Singleton doesn't seem to confident in his shots most of the time, we all know he can shoot, he knows he can shoot, so why isn't he confident in his own shot?


----------



## jcwla (Jul 3, 2005)

i  james


----------



## El chido (Dec 21, 2005)

Who ever wants to trade livingston must be out of their minds.
First you have to remember that it took kobe a few years to improve in his shooting.
Second livingston has the skills, all he needs is more experience, and the way that he gets experience is by staying healthy and playing more minutes.
So it is wrong to give up on livingston so early in his carrer.
You have to admit that he is looking for other ways to score and he needs to continue to learn new ways to score, either by posting up, foul line or driving to the hole using his speed.


----------



## ClipsBetterthanLakes (Aug 15, 2005)

Im so amazed how everyone thinks Shaun is the savior for our team and future. Playing the game, is about winning and losing. Why should we always look toward the future to win. Trade Shaun for ARTEST, would be a great trade and make us a contender. We don't need Shaun for scoring and I think Cassell and Ewing can carry the point guard load.

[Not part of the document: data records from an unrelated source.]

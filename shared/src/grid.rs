use std::fmt;
use std::iter::FusedIterator;

use rand::Rng;

use crate::error::{Error, Result};

/// Largest supported world side. Bounds memory and per-step work.
pub const MAX_WORLD_SIZE: usize = 1024;

pub const DEFAULT_WORLD_SIZE: usize = 40;

/// Moore neighborhood offsets, row by row, without the center.
#[rustfmt::skip]
const NEIGHBOR_OFFSETS: [(isize, isize); 8] = [
    (-1, -1), (0, -1), (1, -1),
    (-1, 0),           (1, 0),
    (-1, 1),  (0, 1),  (1, 1),
];

/// Dense square grid, one bit per cell.
///
/// Cell `(x, y)` lives at bit `x * size + y`, least-significant bit first
/// within each byte. This is also the snapshot layout, so a snapshot is the
/// storage itself. Padding bits past `size * size` are kept at zero.
#[derive(Clone, PartialEq, Eq, Hash)]
pub struct Grid {
    size: usize,
    cells: Vec<u8>,
}

/// Number of bytes holding `size * size` packed cells.
#[inline]
pub fn snapshot_len(size: usize) -> usize {
    (size * size).div_ceil(8)
}

fn check_size(size: usize) -> Result<()> {
    if size == 0 || size > MAX_WORLD_SIZE {
        return Err(Error::InvalidSize {
            size,
            max: MAX_WORLD_SIZE,
        });
    }
    Ok(())
}

impl Grid {
    /// A `size` x `size` grid with every cell dead.
    pub fn new(size: usize) -> Result<Self> {
        check_size(size)?;
        Ok(Self {
            size,
            cells: vec![0; snapshot_len(size)],
        })
    }

    /// Unpacks a grid from the first `snapshot_len(size)` bytes of `bytes`.
    ///
    /// Trailing bytes and padding bits in the last used byte are ignored.
    pub fn from_snapshot(size: usize, bytes: &[u8]) -> Result<Self> {
        check_size(size)?;
        let expected = snapshot_len(size);
        if bytes.len() < expected {
            return Err(Error::SnapshotSize {
                size,
                expected,
                actual: bytes.len(),
            });
        }

        let mut cells = bytes[..expected].to_vec();
        let tail = (size * size) % 8;
        if tail != 0 {
            if let Some(last) = cells.last_mut() {
                *last &= (1u8 << tail) - 1;
            }
        }
        Ok(Self { size, cells })
    }

    /// Packs the grid into `snapshot_len(size)` bytes.
    pub fn to_snapshot(&self) -> Vec<u8> {
        self.cells.clone()
    }

    #[inline]
    pub fn size(&self) -> usize {
        self.size
    }

    pub fn get(&self, x: i32, y: i32) -> Result<bool> {
        let i = self.index(x, y)?;
        Ok(self.bit(i))
    }

    pub fn set(&mut self, x: i32, y: i32, value: bool) -> Result<()> {
        let i = self.index(x, y)?;
        self.put(i, value);
        Ok(())
    }

    /// Flips a cell and returns its new state.
    pub fn toggle(&mut self, x: i32, y: i32) -> Result<bool> {
        let i = self.index(x, y)?;
        let value = !self.bit(i);
        self.put(i, value);
        Ok(value)
    }

    /// Every cell in row-major order: `x` outer, `y` inner.
    pub fn iter(&self) -> Cells<'_> {
        Cells {
            grid: self,
            index: 0,
        }
    }

    /// In-bounds Moore neighbors of `(x, y)`. The grid does not wrap, so
    /// corners have 3 neighbors, edges 5 and interior cells 8.
    pub fn neighbors(&self, x: i32, y: i32) -> Result<impl Iterator<Item = (i32, i32)>> {
        self.index(x, y)?;
        Ok(self
            .neighbor_coords(x as usize, y as usize)
            .map(|(nx, ny)| (nx as i32, ny as i32)))
    }

    /// Number of live cells among [`Grid::neighbors`], in `0..=8`.
    pub fn count_live_neighbors(&self, x: i32, y: i32) -> Result<u8> {
        self.index(x, y)?;
        Ok(self.live_neighbors(x as usize, y as usize))
    }

    /// Number of live cells.
    pub fn population(&self) -> usize {
        self.cells.iter().map(|byte| byte.count_ones() as usize).sum()
    }

    pub fn is_empty(&self) -> bool {
        self.cells.iter().all(|&byte| byte == 0)
    }

    pub fn clear(&mut self) {
        self.cells.fill(0);
    }

    /// Makes each cell alive with probability `density`, clamped to `[0, 1]`.
    pub fn randomize<R: Rng + ?Sized>(&mut self, rng: &mut R, density: f64) {
        let p = if density.is_nan() {
            0.0
        } else {
            density.clamp(0.0, 1.0)
        };
        for i in 0..self.size * self.size {
            self.put(i, rng.random_bool(p));
        }
    }

    #[inline]
    pub(crate) fn alive(&self, x: usize, y: usize) -> bool {
        self.bit(x * self.size + y)
    }

    pub(crate) fn live_neighbors(&self, x: usize, y: usize) -> u8 {
        self.neighbor_coords(x, y)
            .filter(|&(nx, ny)| self.alive(nx, ny))
            .count() as u8
    }

    pub(crate) fn as_bytes(&self) -> &[u8] {
        &self.cells
    }

    /// Raw storage for writers that fill whole bytes. Callers keep the
    /// padding bits zero.
    pub(crate) fn bytes_mut(&mut self) -> &mut [u8] {
        &mut self.cells
    }

    fn neighbor_coords(&self, x: usize, y: usize) -> impl Iterator<Item = (usize, usize)> {
        let max_index = self.size - 1;
        NEIGHBOR_OFFSETS.into_iter().filter_map(move |(dx, dy)| {
            let nx = x.checked_add_signed(dx)?;
            let ny = y.checked_add_signed(dy)?;
            (nx <= max_index && ny <= max_index).then_some((nx, ny))
        })
    }

    fn index(&self, x: i32, y: i32) -> Result<usize> {
        let in_range = |v: i32| usize::try_from(v).is_ok_and(|v| v < self.size);
        if in_range(x) && in_range(y) {
            Ok(x as usize * self.size + y as usize)
        } else {
            Err(Error::OutOfBounds {
                x,
                y,
                size: self.size,
            })
        }
    }

    #[inline]
    fn bit(&self, i: usize) -> bool {
        (self.cells[i / 8] >> (i % 8)) & 1 == 1
    }

    #[inline]
    fn put(&mut self, i: usize, value: bool) {
        let mask = 1u8 << (i % 8);
        if value {
            self.cells[i / 8] |= mask;
        } else {
            self.cells[i / 8] &= !mask;
        }
    }
}

/// Plaintext picture, one line per `y`, `o` for live cells and `.` for dead.
impl fmt::Display for Grid {
    fn fmt(&self, f: &mut fmt::Formatter<'_>) -> fmt::Result {
        for y in 0..self.size {
            for x in 0..self.size {
                f.write_str(if self.alive(x, y) { "o" } else { "." })?;
            }
            writeln!(f)?;
        }
        Ok(())
    }
}

impl fmt::Debug for Grid {
    fn fmt(&self, f: &mut fmt::Formatter<'_>) -> fmt::Result {
        f.debug_struct("Grid")
            .field("size", &self.size)
            .field("population", &self.population())
            .finish()
    }
}

/// Iterator over the cells of a [`Grid`], see [`Grid::iter`].
#[derive(Clone)]
pub struct Cells<'a> {
    grid: &'a Grid,
    index: usize,
}

impl Iterator for Cells<'_> {
    type Item = bool;

    fn next(&mut self) -> Option<bool> {
        if self.index >= self.grid.size * self.grid.size {
            return None;
        }
        let value = self.grid.bit(self.index);
        self.index += 1;
        Some(value)
    }

    fn size_hint(&self) -> (usize, Option<usize>) {
        let remaining = self.grid.size * self.grid.size - self.index;
        (remaining, Some(remaining))
    }
}

impl ExactSizeIterator for Cells<'_> {}

impl FusedIterator for Cells<'_> {}

impl<'a> IntoIterator for &'a Grid {
    type Item = bool;
    type IntoIter = Cells<'a>;

    fn into_iter(self) -> Cells<'a> {
        self.iter()
    }
}

#[cfg(test)]
mod tests {
    use super::*;
    use rand::rngs::StdRng;
    use rand::SeedableRng;

    fn full(size: usize) -> Grid {
        let mut grid = Grid::new(size).unwrap();
        grid.randomize(&mut StdRng::seed_from_u64(0), 1.0);
        grid
    }

    #[test]
    fn new_grid_is_dead() {
        let grid = Grid::new(5).unwrap();
        assert_eq!(grid.size(), 5);
        assert!(grid.is_empty());
        assert_eq!(grid.iter().count(), 25);
        assert!(grid.iter().all(|cell| !cell));
    }

    #[test]
    fn rejects_bad_sizes() {
        assert_eq!(
            Grid::new(0),
            Err(Error::InvalidSize {
                size: 0,
                max: MAX_WORLD_SIZE
            })
        );
        assert!(matches!(
            Grid::new(MAX_WORLD_SIZE + 1),
            Err(Error::InvalidSize { .. })
        ));
        assert!(Grid::new(1).is_ok());
        assert!(Grid::new(MAX_WORLD_SIZE).is_ok());
    }

    #[test]
    fn set_then_get() {
        let mut grid = Grid::new(4).unwrap();
        grid.set(3, 1, true).unwrap();
        assert!(grid.get(3, 1).unwrap());
        assert!(!grid.get(1, 3).unwrap());
        assert_eq!(grid.population(), 1);
        grid.set(3, 1, false).unwrap();
        assert!(grid.is_empty());
    }

    #[test]
    fn toggle_flips() {
        let mut grid = Grid::new(2).unwrap();
        assert_eq!(grid.toggle(1, 0), Ok(true));
        assert_eq!(grid.toggle(1, 0), Ok(false));
        assert!(grid.toggle(2, 0).is_err());
        assert!(grid.is_empty());
    }

    #[test]
    fn out_of_bounds_access() {
        let mut grid = Grid::new(6).unwrap();
        for (x, y) in [(-1, 0), (6, 0), (0, -1), (0, 6), (i32::MIN, i32::MAX)] {
            assert_eq!(grid.get(x, y), Err(Error::OutOfBounds { x, y, size: 6 }));
            assert!(grid.set(x, y, true).is_err());
            assert!(grid.count_live_neighbors(x, y).is_err());
            assert!(grid.neighbors(x, y).is_err());
        }
        assert!(grid.is_empty());
    }

    #[test]
    fn neighbor_candidates_by_position() {
        let grid = Grid::new(5).unwrap();
        let count = |x, y| grid.neighbors(x, y).unwrap().count();
        for (x, y) in [(0, 0), (4, 0), (0, 4), (4, 4)] {
            assert_eq!(count(x, y), 3, "corner ({x},{y})");
        }
        for (x, y) in [(2, 0), (0, 2), (4, 2), (2, 4)] {
            assert_eq!(count(x, y), 5, "edge ({x},{y})");
        }
        for x in 1..4 {
            for y in 1..4 {
                assert_eq!(count(x, y), 8, "interior ({x},{y})");
            }
        }
    }

    #[test]
    fn neighbors_exclude_self_and_outside() {
        let grid = Grid::new(4).unwrap();
        for x in 0..4 {
            for y in 0..4 {
                for (nx, ny) in grid.neighbors(x, y).unwrap() {
                    assert_ne!((nx, ny), (x, y));
                    assert!((0..4).contains(&nx) && (0..4).contains(&ny));
                    assert!((nx - x).abs() <= 1 && (ny - y).abs() <= 1);
                }
            }
        }
    }

    #[test]
    fn full_grid_counts_every_neighbor() {
        let grid = full(3);
        assert_eq!(grid.count_live_neighbors(1, 1), Ok(8));
        assert_eq!(grid.count_live_neighbors(0, 0), Ok(3));
        assert_eq!(grid.count_live_neighbors(2, 1), Ok(5));
    }

    #[test]
    fn tiny_grids_have_fewer_neighbors() {
        assert_eq!(full(1).count_live_neighbors(0, 0), Ok(0));
        assert_eq!(full(2).count_live_neighbors(1, 1), Ok(3));
    }

    #[test]
    fn far_edge_is_not_counted_twice() {
        let mut grid = Grid::new(3).unwrap();
        grid.set(2, 2, true).unwrap();
        assert_eq!(grid.count_live_neighbors(2, 2), Ok(0));
        assert_eq!(grid.count_live_neighbors(1, 1), Ok(1));
        assert_eq!(grid.count_live_neighbors(0, 0), Ok(0));
    }

    #[test]
    fn iteration_follows_index_order() {
        let mut grid = Grid::new(3).unwrap();
        grid.set(0, 2, true).unwrap();
        grid.set(2, 0, true).unwrap();
        let cells: Vec<bool> = grid.iter().collect();
        let live: Vec<usize> = cells
            .iter()
            .enumerate()
            .filter_map(|(i, &alive)| alive.then_some(i))
            .collect();
        assert_eq!(live, vec![2, 6]);

        let again: Vec<bool> = (&grid).into_iter().collect();
        assert_eq!(cells, again);
        assert_eq!(grid.iter().len(), 9);
    }

    #[test]
    fn snapshot_round_trip() {
        let mut rng = StdRng::seed_from_u64(7);
        for size in [1, 3, 8, 13, 40] {
            let mut grid = Grid::new(size).unwrap();
            grid.randomize(&mut rng, 0.4);
            let bytes = grid.to_snapshot();
            assert_eq!(bytes.len(), snapshot_len(size));

            let restored = Grid::from_snapshot(size, &bytes).unwrap();
            for x in 0..size as i32 {
                for y in 0..size as i32 {
                    assert_eq!(restored.get(x, y), grid.get(x, y));
                }
            }
        }
    }

    #[test]
    fn snapshot_bits_are_lsb_first() {
        let grid = Grid::from_snapshot(3, &[0b0000_0011, 0b1111_1111]).unwrap();
        assert!(grid.get(0, 0).unwrap());
        assert!(grid.get(0, 1).unwrap());
        assert!(!grid.get(0, 2).unwrap());
        assert!(grid.get(2, 2).unwrap());
        // Only bit 0 of the second byte is a cell.
        assert_eq!(grid.population(), 3);
        assert_eq!(grid.to_snapshot(), vec![0b0000_0011, 0b0000_0001]);
    }

    #[test]
    fn short_snapshot_is_rejected() {
        assert_eq!(
            Grid::from_snapshot(5, &[0xff, 0xff, 0xff]),
            Err(Error::SnapshotSize {
                size: 5,
                expected: 4,
                actual: 3
            })
        );
        assert!(Grid::from_snapshot(5, &[0; 10]).is_ok());
        assert!(matches!(
            Grid::from_snapshot(0, &[]),
            Err(Error::InvalidSize { .. })
        ));
    }

    #[test]
    fn display_draws_rows_by_y() {
        let mut grid = Grid::new(3).unwrap();
        for x in 0..3 {
            grid.set(x, 1, true).unwrap();
        }
        assert_eq!(grid.to_string(), "...\nooo\n...\n");
    }

    #[test]
    fn randomize_density_extremes() {
        let mut rng = StdRng::seed_from_u64(1);
        let mut grid = Grid::new(9).unwrap();
        grid.randomize(&mut rng, 2.0);
        assert_eq!(grid.population(), 81);
        grid.randomize(&mut rng, f64::NAN);
        assert!(grid.is_empty());
        grid.randomize(&mut rng, 1.0);
        grid.clear();
        assert!(grid.is_empty());
    }
}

Shaun has been a bust so far and that's because he doesnt have an NBA body. I mean, he blew the game for us against the Lakers, turned into a LOSS!!!!!!!

I say trade him for ARTEST and we start winning right away and possibly contend for the western pacific title.


----------



## joe shmoe (Dec 16, 2005)

^^^^ you're right about shaun not having a nba body, i hope he doesn't get seriously hurt again. but i don't think they should trade him. give him another year you never know, it takes high schoolers a few years before they make a difference for a team. but he needs some muscle/weight to his frame badly, in the worst way.



and they might have a diamond in the rough in singleton. he just needs the minutes.


----------



## ElMarroAfamado (Nov 1, 2005)

yea he has a nose for the ball and i like him, i like his play alot , maybe he needs to improve his 

shooting, but just his rebounding helps the team a whole lot 

and one quick word about Livingston....i havent been a fan of his since they drafted him.....

but i think if a team would want him....i say trade him...HE IS NOT THE FUTURE OF THIS FRANCHISE

or i atleast hope he isnt.....Elton should be given that title....then work from their...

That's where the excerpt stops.